Louis Vuitton was born August 4, 1821, in Anchay, France, to a working class family. His father, Xavier Vuitton, was a farmer and his mother, Corinne Galliard, who died when he was 10, a milliner. After his mother’s death, his father quickly remarried. Unhappy with his stepmother and tired of provincial life, at 13, Vuitton left home for Paris. The 292-mile journey took him two years on foot, and upon arrival in Paris in 1837, at the age of 16, he became an apprentice at a successful box-making and packing workshop, working under the tutelage of Monsieur Marechal, an established and well respected box maker. The art of box-making was a sophisticated craft at the time and required the individual to custom-make all boxes to fit the customer’s items for storage or shipping. Within a few short years Vuitton had gained a reputation as one of the best in his field amongst the fashionable elite in Paris.
Sixteen years later, Napoleon Bonaparte staged a coup d’etat and one year later became the Emperor of the Second French Empire. In 1853, Vuitton was appointed the personal box-maker and packer to the Empress of France, Eugenie de Montijo, Napoleon’s wife. The Empress charged Vuitton with beautifully packaging her clothes for transportation between the Tuileres Palace, the Château de Saint-Cloud and various seaside resorts. The position solidified Vuitton’s impact on the box-making world.
In 1854 Vuitton married Clemence-Emilie Parriaux and together they would have son Georges Vuitton. Shortly after marrying, Vuitton left the shop he had apprenticed for and opened his own box-making and packing workshop in Paris. In 1858, he introduced a new trunk made of canvas instead of leather, separating LV from the competition by providing the advantage of being hard-wearing and waterproof. The key differentiation between Vuitton’s trunks was that they were in a new rectangular, stackable shape, a true innovation in a market of round-top trunks, and arguably the foundation for modern luggage.
The new and improved trunks were an immediate commercial success, and advancements in transportation increased demand. In 1859, to fulfill the requests placed for his luggage, he expanded into a larger workshop in Asnieres, a village outside Paris. Business was booming, and Vuitton received personal orders not only from French royalty but also from Isma’il Pasha, the Khedive of Egypt.
With the outbreak of the Franco-Prussian War in 1870, Vuitton’s business was interrupted. The subsequent siege of Paris gave way to a bloody civil war that destroyed the French Empire. When the siege finally ended on January 28, 1871, Vuitton returned to Asnieres to find the village in ruins, his staff dispersed, his equipment stolen and his shop destroyed.
Vuitton immediately devoted himself to the restoration of his business. Within months he had built a new shop at a new address, 1 Rue Scribe, in the heart of new Paris, with a renewed focus on luxury. In 1872, Vuitton introduced a new trunk design featuring beige canvas and red stripes. The simple, yet luxurious, new design appealed to Paris’s new elite and marked the beginning of the Louis Vuitton label’s modern incarnation as a luxury brand.

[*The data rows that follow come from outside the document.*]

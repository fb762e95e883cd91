use crate::index::EntryId;
use std::collections::HashMap;
use std::sync::Arc;

/// Non-owning back-reference to a cache entry: enough to locate it in its
/// source's range index during eviction. The entry itself is owned by the
/// index alone.
#[derive(Debug, Clone)]
pub(crate) struct EntryRef {
    pub id: EntryId,
    pub source: Arc<str>,
    pub start: u64,
    pub end: u64,
}

/// Heap node: the tracked entry's last-access tick plus its back-reference.
#[derive(Debug)]
pub(crate) struct HeapNode {
    pub access: u64,
    pub entry: EntryRef,
}

/// Indexed binary min-heap over last-access ticks.
///
/// Holds exactly one node per live entry. `touch` restores ordering in
/// place after an access bump rather than removing and reinserting, and
/// nodes only ever leave through `pop_min` during eviction, so node and
/// entry lifetimes stay paired.
#[derive(Debug, Default)]
pub(crate) struct EvictionHeap {
    nodes: Vec<HeapNode>,
    pos: HashMap<EntryId, usize>,
}

impl EvictionHeap {
    pub fn len(&self) -> usize {
        self.nodes.len()
    }

    pub fn is_empty(&self) -> bool {
        self.nodes.is_empty()
    }

    pub fn push(&mut self, node: HeapNode) {
        let i = self.nodes.len();
        self.pos.insert(node.entry.id, i);
        self.nodes.push(node);
        self.sift_up(i);
    }

    /// Removes and returns the globally least-recently-accessed node.
    pub fn pop_min(&mut self) -> Option<HeapNode> {
        if self.nodes.is_empty() {
            return None;
        }
        let last = self.nodes.len() - 1;
        if last > 0 {
            self.swap_nodes(0, last);
        }
        let node = self.nodes.pop().expect("heap checked non-empty");
        self.pos.remove(&node.entry.id);
        if !self.nodes.is_empty() {
            self.sift_down(0);
        }
        Some(node)
    }

    /// Bumps a node's access tick and re-heapifies it in place.
    ///
    /// Unknown ids are ignored; the engine only touches ids it just read.
    pub fn touch(&mut self, id: EntryId, access: u64) {
        if let Some(&i) = self.pos.get(&id) {
            self.nodes[i].access = access;
            if !self.sift_down(i) {
                self.sift_up(i);
            }
        }
    }

    #[cfg(test)]
    pub fn peek_min(&self) -> Option<&HeapNode> {
        self.nodes.first()
    }

    fn swap_nodes(&mut self, a: usize, b: usize) {
        self.nodes.swap(a, b);
        self.pos.insert(self.nodes[a].entry.id, a);
        self.pos.insert(self.nodes[b].entry.id, b);
    }

    fn sift_up(&mut self, mut i: usize) -> bool {
        let from = i;
        while i > 0 {
            let parent = (i - 1) / 2;
            if self.nodes[i].access >= self.nodes[parent].access {
                break;
            }
            self.swap_nodes(i, parent);
            i = parent;
        }
        i != from
    }

    fn sift_down(&mut self, mut i: usize) -> bool {
        let from = i;
        loop {
            let left = 2 * i + 1;
            if left >= self.nodes.len() {
                break;
            }
            let right = left + 1;
            let mut child = left;
            if right < self.nodes.len() && self.nodes[right].access < self.nodes[left].access {
                child = right;
            }
            if self.nodes[child].access >= self.nodes[i].access {
                break;
            }
            self.swap_nodes(i, child);
            i = child;
        }
        i != from
    }
}

#[cfg(test)]
mod tests {
    use super::*;

    fn node(id: EntryId, access: u64) -> HeapNode {
        HeapNode {
            access,
            entry: EntryRef {
                id,
                source: Arc::from("http://origin/file"),
                start: id * 100,
                end: id * 100 + 100,
            },
        }
    }

    #[test]
    fn pops_in_access_order() {
        let mut heap = EvictionHeap::default();
        heap.push(node(1, 30));
        heap.push(node(2, 10));
        heap.push(node(3, 20));

        let order: Vec<EntryId> = std::iter::from_fn(|| heap.pop_min().map(|n| n.entry.id)).collect();
        assert_eq!(order, vec![2, 3, 1]);
    }

    #[test]
    fn touch_demotes_accessed_node() {
        let mut heap = EvictionHeap::default();
        heap.push(node(1, 1));
        heap.push(node(2, 2));
        heap.push(node(3, 3));
        assert_eq!(heap.peek_min().unwrap().entry.id, 1);

        // Re-access the oldest node; the next oldest becomes the victim.
        heap.touch(1, 4);
        assert_eq!(heap.pop_min().unwrap().entry.id, 2);
        assert_eq!(heap.pop_min().unwrap().entry.id, 3);
        assert_eq!(heap.pop_min().unwrap().entry.id, 1);
    }

    #[test]
    fn touch_unknown_id_is_ignored() {
        let mut heap = EvictionHeap::default();
        heap.push(node(1, 1));
        heap.touch(99, 5);
        assert_eq!(heap.len(), 1);
        assert_eq!(heap.pop_min().unwrap().entry.id, 1);
    }

    #[test]
    fn pop_empty_returns_none() {
        let mut heap = EvictionHeap::default();
        assert!(heap.pop_min().is_none());
    }

    #[test]
    fn position_map_stays_consistent() {
        let mut heap = EvictionHeap::default();
        for id in 0..32 {
            heap.push(node(id, 100 - id));
        }
        // Touch every node so each one moves.
        for id in 0..32 {
            heap.touch(id, 200 + id);
        }

        let order: Vec<u64> = std::iter::from_fn(|| heap.pop_min().map(|n| n.access)).collect();
        let mut sorted = order.clone();
        sorted.sort_unstable();
        assert_eq!(order, sorted);
        assert!(heap.is_empty());
    }
}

For the following 20 years, Vuitton would continue to work out of 1 Rue Scribe until death on February 27, 1892. Upon his death, he left control of the company to his son, Georges Vuitton.
Under Georges, the famous LV monogram canvas was created featuring diamonds, circles and flowers, to distinguish the brand’s products and to address copying of the brand’s patterns. Georges and future generations of Vuitton, the Louis Vuitton brand would grow into the world-renowned luxury leather and lifestyle brand it remains today.